==== Source data ====

//! Multiple backends for storing authentication data.

pub mod file;
#[cfg(feature = "keyring")]
pub mod keyring;
pub mod memory;
#[cfg(feature = "netrc")]
pub mod netrc;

====

◆ Exercise:
Write the material above out in full, exactly as it reads.

◆ Solution below:
//! Multiple backends for storing authentication data.

pub mod file;
#[cfg(feature = "keyring")]
pub mod keyring;
pub mod memory;
#[cfg(feature = "netrc")]
pub mod netrc;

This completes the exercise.